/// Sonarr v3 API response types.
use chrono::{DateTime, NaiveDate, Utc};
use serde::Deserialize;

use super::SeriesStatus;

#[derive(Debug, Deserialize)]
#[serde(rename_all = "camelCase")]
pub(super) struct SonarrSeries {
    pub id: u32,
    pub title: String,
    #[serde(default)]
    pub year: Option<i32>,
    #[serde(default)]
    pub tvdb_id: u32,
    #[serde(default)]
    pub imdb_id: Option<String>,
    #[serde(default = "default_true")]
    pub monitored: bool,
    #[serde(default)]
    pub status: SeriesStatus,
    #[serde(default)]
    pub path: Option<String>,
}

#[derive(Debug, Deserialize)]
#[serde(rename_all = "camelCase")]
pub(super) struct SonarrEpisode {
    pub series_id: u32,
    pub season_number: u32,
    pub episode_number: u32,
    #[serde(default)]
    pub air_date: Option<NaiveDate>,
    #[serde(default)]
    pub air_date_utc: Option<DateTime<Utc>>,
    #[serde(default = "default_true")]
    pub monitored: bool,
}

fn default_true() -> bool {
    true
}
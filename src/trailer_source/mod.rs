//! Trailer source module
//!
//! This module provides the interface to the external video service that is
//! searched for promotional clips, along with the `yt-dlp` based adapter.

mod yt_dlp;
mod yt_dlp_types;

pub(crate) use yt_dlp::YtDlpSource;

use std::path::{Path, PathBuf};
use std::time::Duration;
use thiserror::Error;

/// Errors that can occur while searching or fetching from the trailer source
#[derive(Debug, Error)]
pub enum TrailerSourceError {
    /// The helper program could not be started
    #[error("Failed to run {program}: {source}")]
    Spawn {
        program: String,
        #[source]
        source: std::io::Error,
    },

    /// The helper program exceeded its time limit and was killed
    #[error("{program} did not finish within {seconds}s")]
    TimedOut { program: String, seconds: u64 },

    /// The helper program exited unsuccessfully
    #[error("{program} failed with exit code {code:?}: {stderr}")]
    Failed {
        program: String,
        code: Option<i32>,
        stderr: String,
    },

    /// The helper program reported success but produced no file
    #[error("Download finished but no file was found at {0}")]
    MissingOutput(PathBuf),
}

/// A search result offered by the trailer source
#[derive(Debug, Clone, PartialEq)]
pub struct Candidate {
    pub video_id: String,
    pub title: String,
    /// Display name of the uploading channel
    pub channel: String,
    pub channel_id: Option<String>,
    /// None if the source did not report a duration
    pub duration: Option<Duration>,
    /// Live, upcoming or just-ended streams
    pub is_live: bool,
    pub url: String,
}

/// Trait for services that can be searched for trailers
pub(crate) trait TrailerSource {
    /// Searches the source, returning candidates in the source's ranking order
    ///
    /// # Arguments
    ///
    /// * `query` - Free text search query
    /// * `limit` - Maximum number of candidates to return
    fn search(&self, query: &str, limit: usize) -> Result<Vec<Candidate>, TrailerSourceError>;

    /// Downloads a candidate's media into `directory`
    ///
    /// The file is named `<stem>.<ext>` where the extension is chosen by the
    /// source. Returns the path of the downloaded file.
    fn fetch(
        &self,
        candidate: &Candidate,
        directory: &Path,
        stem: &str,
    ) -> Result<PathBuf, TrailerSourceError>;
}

────────────────

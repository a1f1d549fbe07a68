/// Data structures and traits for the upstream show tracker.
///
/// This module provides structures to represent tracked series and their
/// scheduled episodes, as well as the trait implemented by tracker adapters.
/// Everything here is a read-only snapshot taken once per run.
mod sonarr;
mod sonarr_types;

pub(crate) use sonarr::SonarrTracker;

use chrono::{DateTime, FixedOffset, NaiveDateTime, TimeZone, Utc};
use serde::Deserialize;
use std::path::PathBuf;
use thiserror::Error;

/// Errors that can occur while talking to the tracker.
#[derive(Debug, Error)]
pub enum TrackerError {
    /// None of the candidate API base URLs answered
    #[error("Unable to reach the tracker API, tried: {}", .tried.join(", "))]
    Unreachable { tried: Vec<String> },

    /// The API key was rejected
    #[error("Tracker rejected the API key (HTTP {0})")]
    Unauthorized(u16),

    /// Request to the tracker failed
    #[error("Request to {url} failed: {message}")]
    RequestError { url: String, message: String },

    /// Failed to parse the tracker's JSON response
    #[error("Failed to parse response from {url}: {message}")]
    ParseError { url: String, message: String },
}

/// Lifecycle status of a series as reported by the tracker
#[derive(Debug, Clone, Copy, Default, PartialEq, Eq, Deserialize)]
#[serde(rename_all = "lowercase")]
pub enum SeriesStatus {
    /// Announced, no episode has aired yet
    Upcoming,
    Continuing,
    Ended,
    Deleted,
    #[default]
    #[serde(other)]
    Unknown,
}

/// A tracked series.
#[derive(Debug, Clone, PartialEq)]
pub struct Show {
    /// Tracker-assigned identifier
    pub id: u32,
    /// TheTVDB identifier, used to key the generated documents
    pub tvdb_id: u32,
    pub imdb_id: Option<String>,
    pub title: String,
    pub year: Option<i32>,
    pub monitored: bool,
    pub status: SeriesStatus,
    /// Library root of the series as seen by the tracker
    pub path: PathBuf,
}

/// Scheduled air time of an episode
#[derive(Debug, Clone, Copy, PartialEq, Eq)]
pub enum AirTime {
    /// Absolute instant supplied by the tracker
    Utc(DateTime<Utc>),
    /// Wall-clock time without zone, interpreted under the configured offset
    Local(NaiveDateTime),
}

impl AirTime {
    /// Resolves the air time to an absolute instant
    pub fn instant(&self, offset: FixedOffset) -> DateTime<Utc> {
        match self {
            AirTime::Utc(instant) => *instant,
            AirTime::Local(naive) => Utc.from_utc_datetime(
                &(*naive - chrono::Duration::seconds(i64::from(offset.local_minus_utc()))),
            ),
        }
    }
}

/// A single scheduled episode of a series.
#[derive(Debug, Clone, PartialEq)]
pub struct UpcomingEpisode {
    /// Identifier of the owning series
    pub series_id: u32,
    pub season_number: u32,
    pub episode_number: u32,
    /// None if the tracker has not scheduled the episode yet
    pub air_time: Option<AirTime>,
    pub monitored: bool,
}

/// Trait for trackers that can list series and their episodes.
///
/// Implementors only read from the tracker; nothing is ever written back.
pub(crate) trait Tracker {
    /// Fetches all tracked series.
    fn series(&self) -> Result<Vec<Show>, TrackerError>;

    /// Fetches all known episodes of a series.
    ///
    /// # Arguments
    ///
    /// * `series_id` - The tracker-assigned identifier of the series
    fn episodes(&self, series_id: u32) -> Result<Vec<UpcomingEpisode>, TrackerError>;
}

────────────────

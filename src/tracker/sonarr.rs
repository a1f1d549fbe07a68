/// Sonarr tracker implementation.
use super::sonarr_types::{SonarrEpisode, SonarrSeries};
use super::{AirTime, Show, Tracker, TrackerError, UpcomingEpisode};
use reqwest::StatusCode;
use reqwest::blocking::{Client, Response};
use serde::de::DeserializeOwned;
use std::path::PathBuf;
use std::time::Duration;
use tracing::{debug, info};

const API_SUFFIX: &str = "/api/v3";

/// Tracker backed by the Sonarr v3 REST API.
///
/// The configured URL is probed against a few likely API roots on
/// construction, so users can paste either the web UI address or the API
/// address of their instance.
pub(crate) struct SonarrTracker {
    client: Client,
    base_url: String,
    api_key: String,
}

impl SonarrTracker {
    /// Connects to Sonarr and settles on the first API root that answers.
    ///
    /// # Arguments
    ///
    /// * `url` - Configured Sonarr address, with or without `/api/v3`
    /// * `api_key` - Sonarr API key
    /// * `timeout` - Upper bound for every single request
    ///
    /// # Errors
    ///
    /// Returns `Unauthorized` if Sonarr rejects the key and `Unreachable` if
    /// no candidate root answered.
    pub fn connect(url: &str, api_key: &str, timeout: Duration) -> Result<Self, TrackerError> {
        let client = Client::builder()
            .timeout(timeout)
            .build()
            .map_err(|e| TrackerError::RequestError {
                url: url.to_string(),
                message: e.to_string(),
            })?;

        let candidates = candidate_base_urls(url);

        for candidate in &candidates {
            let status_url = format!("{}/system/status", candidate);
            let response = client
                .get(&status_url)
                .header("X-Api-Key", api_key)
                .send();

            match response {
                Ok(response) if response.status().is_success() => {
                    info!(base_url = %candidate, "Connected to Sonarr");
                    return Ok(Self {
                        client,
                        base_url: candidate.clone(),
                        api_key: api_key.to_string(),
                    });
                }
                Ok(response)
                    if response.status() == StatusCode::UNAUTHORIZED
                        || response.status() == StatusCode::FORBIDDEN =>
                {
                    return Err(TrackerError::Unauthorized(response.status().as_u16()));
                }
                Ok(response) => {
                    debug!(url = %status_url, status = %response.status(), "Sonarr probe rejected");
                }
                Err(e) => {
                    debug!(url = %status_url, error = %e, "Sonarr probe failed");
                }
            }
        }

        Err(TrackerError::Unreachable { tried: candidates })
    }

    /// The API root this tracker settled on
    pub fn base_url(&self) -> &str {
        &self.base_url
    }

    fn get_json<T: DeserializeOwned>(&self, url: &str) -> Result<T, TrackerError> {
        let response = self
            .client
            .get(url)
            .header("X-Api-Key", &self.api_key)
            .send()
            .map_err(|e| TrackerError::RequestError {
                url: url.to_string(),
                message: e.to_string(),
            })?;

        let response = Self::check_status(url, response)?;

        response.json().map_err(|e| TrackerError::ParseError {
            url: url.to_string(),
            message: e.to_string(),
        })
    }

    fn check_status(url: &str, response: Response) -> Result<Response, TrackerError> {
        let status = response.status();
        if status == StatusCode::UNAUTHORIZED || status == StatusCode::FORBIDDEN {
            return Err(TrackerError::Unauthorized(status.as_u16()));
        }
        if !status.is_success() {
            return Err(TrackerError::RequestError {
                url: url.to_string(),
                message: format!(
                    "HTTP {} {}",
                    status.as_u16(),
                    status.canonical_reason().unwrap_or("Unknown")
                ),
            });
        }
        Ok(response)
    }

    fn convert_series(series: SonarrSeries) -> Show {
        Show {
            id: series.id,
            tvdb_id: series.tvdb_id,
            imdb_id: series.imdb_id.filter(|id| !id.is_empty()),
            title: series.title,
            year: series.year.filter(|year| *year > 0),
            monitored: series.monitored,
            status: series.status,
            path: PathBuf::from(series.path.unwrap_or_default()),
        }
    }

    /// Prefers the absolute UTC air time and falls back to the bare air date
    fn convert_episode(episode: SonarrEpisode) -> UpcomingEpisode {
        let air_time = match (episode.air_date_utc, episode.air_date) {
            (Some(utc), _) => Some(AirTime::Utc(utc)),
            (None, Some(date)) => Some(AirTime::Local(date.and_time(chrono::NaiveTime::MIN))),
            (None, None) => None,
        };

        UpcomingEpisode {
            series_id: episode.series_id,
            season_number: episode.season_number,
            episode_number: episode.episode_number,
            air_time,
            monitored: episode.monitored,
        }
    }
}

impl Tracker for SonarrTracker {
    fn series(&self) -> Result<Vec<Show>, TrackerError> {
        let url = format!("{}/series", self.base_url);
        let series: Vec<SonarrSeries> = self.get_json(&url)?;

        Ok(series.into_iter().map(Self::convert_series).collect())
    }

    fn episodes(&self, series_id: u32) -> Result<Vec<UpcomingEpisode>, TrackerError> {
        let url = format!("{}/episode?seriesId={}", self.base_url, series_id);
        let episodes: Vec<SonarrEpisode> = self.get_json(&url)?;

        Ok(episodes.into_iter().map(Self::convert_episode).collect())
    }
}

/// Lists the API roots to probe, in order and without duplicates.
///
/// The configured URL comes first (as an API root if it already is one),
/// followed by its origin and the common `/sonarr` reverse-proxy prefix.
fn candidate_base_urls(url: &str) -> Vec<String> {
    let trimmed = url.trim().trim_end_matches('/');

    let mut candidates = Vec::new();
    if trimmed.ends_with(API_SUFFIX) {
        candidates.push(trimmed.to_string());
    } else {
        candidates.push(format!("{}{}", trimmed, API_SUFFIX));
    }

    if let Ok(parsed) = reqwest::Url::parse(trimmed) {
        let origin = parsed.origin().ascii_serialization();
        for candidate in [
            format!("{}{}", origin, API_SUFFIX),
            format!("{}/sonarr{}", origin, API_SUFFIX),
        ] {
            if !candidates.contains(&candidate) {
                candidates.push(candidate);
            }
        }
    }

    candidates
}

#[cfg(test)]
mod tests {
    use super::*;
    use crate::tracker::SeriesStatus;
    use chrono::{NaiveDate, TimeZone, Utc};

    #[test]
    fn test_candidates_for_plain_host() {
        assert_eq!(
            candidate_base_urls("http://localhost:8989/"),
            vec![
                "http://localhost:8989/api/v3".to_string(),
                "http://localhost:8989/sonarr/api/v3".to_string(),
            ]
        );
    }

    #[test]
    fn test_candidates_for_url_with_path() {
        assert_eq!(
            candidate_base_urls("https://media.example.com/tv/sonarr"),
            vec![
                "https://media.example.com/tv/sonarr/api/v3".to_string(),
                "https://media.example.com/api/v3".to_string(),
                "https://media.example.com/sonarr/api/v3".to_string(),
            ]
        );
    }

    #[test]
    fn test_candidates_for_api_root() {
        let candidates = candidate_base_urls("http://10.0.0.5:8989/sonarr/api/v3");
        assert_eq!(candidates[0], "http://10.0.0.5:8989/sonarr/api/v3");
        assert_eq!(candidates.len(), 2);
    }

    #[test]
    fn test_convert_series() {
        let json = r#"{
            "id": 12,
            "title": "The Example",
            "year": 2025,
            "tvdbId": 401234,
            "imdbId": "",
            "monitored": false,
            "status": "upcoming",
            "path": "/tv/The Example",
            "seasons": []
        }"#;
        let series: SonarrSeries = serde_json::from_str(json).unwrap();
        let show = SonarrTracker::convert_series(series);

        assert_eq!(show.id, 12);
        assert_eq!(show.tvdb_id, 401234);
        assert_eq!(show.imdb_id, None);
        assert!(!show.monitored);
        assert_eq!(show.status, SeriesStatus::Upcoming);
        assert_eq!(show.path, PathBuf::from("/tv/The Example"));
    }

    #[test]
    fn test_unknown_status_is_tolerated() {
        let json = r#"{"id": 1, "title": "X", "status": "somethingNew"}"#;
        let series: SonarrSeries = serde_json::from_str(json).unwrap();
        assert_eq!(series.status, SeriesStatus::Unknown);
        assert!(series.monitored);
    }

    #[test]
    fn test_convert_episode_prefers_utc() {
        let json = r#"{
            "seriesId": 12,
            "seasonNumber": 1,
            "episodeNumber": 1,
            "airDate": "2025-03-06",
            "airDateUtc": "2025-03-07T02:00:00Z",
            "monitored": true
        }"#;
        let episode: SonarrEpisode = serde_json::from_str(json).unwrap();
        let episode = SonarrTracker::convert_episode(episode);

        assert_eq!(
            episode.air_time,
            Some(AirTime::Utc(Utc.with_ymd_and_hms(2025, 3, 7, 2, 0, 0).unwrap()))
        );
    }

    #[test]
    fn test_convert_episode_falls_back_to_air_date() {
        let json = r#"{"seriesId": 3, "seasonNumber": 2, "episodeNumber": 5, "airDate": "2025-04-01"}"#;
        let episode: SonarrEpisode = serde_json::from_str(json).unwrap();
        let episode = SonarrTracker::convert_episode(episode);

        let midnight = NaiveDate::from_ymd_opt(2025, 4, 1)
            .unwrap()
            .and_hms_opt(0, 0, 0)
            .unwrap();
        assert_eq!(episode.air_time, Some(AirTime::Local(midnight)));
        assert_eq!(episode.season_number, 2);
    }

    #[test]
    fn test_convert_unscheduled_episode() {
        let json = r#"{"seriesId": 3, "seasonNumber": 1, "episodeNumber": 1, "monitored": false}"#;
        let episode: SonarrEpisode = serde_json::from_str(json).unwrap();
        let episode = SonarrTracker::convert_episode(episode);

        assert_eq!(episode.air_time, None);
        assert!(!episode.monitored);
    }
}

────────────────

=== About this exercise ===
The answer is every line in the data where the word "Fetches" appears.

=== Result ===
    /// Fetches all tracked series.
    /// Fetches all known episodes of a series.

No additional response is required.